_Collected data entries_
▼▼▼

//! HTTP fetcher
//!
//! All network traffic goes through here: plain GETs for the listing page,
//! cookie-capturing GETs for session establishment, and GETs that present
//! a previously captured cookie. One client, bounded timeouts, no retries
//! (a failed request surfaces as a typed error to the caller).

use crate::{FakeSmsError, Result};
use reqwest::{header, Client};
use std::time::Duration;

/// Builds the HTTP client used for every request.
///
/// Timeouts are bounded so a stalled service cannot hang the tool; the
/// external site serves compressed responses, hence gzip/brotli.
pub fn build_http_client() -> std::result::Result<Client, reqwest::Error> {
    Client::builder()
        .user_agent(concat!("fake-sms/", env!("CARGO_PKG_VERSION")))
        .timeout(Duration::from_secs(30))
        .connect_timeout(Duration::from_secs(10))
        .gzip(true)
        .brotli(true)
        .build()
}

/// Fetches a URL and returns the response body.
///
/// Transport failures and non-success statuses are both fatal; there is
/// no retry layer.
pub async fn fetch(client: &Client, url: &str) -> Result<String> {
    let response = client
        .get(url)
        .send()
        .await
        .map_err(|source| FakeSmsError::Http {
            url: url.to_string(),
            source,
        })?;

    let status = response.status();
    if !status.is_success() {
        return Err(FakeSmsError::Status {
            url: url.to_string(),
            status: status.as_u16(),
        });
    }

    response.text().await.map_err(|source| FakeSmsError::Http {
        url: url.to_string(),
        source,
    })
}

/// Fetches a URL and captures a named cookie from the response.
///
/// Returns the body together with the cookie's value, or an empty string
/// when the response carries no cookie by that name. A missing cookie is
/// not an error here; whether the follow-up request works without it is
/// the service's call.
pub async fn fetch_capture_cookie(
    client: &Client,
    url: &str,
    cookie_name: &str,
) -> Result<(String, String)> {
    let response = client
        .get(url)
        .send()
        .await
        .map_err(|source| FakeSmsError::Http {
            url: url.to_string(),
            source,
        })?;

    let status = response.status();
    if !status.is_success() {
        return Err(FakeSmsError::Status {
            url: url.to_string(),
            status: status.as_u16(),
        });
    }

    let cookie_value = response
        .cookies()
        .find(|c| c.name() == cookie_name)
        .map(|c| c.value().to_string())
        .unwrap_or_default();

    if cookie_value.is_empty() {
        tracing::debug!("no {} cookie in response from {}", cookie_name, url);
    }

    let body = response.text().await.map_err(|source| FakeSmsError::Http {
        url: url.to_string(),
        source,
    })?;

    Ok((body, cookie_value))
}

/// Fetches a URL presenting a session cookie.
pub async fn fetch_with_cookie(
    client: &Client,
    url: &str,
    cookie_name: &str,
    cookie_value: &str,
) -> Result<String> {
    let response = client
        .get(url)
        .header(header::COOKIE, format!("{cookie_name}={cookie_value}"))
        .send()
        .await
        .map_err(|source| FakeSmsError::Http {
            url: url.to_string(),
            source,
        })?;

    let status = response.status();
    if !status.is_success() {
        return Err(FakeSmsError::Status {
            url: url.to_string(),
            status: status.as_u16(),
        });
    }

    response.text().await.map_err(|source| FakeSmsError::Http {
        url: url.to_string(),
        source,
    })
}

#[cfg(test)]
mod tests {
    use super::*;

    #[test]
    fn test_build_http_client() {
        let client = build_http_client();
        assert!(client.is_ok());
    }

    // Request/response behavior is covered with wiremock in tests/scrape_tests.rs
}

▲▲▲

_TASK DIRECTIONS_
If a line in the entries above contains the word "session", copy it.

_SOLUTION TO THIS EXERCISE_
//! cookie-capturing GETs for session establishment, and GETs that present
/// Fetches a URL presenting a session cookie.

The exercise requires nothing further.